Data extracts:
----------------
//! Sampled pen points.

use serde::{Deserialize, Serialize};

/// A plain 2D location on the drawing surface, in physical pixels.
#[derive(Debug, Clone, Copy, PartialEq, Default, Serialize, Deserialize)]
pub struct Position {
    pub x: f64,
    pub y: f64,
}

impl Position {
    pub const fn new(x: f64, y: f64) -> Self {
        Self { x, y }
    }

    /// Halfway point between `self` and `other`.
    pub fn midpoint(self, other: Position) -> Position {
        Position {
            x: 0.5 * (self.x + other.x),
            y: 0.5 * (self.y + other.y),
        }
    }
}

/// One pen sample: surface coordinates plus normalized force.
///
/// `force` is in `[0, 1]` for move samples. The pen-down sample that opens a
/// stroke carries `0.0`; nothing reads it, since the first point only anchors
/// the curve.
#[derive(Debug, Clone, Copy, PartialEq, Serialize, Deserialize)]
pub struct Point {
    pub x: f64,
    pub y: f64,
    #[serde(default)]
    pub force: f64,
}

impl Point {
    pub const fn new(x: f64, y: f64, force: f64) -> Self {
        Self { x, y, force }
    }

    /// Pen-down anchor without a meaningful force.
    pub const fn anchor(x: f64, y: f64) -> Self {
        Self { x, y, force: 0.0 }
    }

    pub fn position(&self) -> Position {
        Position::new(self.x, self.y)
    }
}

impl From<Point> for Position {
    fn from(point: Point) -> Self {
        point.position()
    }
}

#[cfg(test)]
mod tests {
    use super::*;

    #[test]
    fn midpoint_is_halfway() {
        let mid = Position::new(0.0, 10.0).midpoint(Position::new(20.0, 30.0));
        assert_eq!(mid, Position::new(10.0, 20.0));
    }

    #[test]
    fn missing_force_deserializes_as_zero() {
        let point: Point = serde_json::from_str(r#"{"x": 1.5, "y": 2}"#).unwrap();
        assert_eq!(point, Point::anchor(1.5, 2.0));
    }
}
----------------
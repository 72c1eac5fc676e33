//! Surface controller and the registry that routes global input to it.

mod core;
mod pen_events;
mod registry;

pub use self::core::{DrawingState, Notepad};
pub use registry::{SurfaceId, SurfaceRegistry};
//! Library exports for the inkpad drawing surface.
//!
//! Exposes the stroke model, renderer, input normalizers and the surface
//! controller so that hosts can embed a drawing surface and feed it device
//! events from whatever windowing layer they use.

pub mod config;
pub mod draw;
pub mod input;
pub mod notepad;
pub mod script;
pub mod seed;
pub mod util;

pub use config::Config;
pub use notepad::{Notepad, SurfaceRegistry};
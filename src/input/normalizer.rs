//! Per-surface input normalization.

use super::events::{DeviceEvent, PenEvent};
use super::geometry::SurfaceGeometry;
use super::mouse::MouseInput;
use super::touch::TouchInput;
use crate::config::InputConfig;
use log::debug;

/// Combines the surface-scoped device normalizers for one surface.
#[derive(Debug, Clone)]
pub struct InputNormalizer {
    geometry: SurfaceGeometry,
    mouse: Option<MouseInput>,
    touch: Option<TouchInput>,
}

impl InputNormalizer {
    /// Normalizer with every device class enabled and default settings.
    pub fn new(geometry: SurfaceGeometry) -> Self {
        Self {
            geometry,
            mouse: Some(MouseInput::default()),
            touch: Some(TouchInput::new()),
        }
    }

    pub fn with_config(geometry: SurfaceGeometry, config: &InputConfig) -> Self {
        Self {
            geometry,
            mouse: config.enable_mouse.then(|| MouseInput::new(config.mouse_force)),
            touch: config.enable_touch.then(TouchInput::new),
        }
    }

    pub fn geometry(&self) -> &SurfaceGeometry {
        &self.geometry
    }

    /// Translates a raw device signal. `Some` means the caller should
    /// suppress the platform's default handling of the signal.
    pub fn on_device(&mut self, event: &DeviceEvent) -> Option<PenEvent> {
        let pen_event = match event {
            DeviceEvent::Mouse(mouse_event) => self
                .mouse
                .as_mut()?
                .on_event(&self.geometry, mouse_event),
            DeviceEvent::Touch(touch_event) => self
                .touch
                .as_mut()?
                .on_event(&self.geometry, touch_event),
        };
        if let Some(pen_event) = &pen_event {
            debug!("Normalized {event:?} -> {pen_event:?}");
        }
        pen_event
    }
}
----------------
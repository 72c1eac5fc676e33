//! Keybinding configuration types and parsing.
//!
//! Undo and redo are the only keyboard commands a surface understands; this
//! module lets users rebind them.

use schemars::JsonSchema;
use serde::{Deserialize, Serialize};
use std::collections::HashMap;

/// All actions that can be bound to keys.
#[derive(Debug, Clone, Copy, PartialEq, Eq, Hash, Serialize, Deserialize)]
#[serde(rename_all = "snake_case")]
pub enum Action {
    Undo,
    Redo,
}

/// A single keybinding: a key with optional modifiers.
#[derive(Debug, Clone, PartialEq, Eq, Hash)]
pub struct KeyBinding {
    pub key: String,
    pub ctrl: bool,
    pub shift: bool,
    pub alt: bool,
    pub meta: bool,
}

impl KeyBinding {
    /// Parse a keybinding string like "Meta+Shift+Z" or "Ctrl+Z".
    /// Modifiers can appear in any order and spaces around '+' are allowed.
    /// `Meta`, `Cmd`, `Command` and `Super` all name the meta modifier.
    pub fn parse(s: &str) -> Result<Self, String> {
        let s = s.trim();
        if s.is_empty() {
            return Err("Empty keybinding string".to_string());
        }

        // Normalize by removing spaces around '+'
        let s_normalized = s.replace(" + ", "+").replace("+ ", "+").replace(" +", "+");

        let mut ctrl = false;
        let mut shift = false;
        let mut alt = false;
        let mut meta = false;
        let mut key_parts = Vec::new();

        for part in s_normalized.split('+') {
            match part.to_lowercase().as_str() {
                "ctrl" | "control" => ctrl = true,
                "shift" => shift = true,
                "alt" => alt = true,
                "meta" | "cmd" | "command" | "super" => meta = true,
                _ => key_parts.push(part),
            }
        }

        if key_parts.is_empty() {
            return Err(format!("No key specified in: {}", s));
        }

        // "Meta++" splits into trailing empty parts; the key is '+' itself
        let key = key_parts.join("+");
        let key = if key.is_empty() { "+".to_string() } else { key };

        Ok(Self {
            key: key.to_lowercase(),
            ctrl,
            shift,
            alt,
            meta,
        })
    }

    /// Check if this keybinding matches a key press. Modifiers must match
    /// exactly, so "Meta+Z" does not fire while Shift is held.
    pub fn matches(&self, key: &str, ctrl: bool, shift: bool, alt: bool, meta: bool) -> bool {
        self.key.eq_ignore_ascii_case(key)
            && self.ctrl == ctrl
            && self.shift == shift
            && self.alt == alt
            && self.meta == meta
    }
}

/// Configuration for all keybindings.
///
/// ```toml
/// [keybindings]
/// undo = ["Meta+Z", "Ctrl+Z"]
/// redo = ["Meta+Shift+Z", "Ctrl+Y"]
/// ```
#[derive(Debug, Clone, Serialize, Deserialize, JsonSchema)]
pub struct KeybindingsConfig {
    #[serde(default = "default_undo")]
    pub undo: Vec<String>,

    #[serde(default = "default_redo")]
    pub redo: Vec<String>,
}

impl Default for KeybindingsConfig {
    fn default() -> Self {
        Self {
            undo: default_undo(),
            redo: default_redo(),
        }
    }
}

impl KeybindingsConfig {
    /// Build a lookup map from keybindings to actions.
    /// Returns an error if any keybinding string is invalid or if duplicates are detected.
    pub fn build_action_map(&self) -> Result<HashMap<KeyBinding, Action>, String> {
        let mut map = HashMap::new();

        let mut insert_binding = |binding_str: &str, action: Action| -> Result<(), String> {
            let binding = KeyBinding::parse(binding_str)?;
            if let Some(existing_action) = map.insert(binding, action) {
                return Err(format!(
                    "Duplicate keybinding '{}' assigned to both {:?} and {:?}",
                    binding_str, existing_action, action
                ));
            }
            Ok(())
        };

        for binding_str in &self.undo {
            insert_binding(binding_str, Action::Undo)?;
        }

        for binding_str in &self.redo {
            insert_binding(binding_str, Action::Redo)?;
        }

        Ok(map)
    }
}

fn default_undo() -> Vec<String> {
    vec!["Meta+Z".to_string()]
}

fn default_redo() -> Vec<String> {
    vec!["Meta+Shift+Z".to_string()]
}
----------------
Exercise objective: Going through the listing above, please work out how many lines contain the word "impl", and give the number alone.

Result of this exercise: 7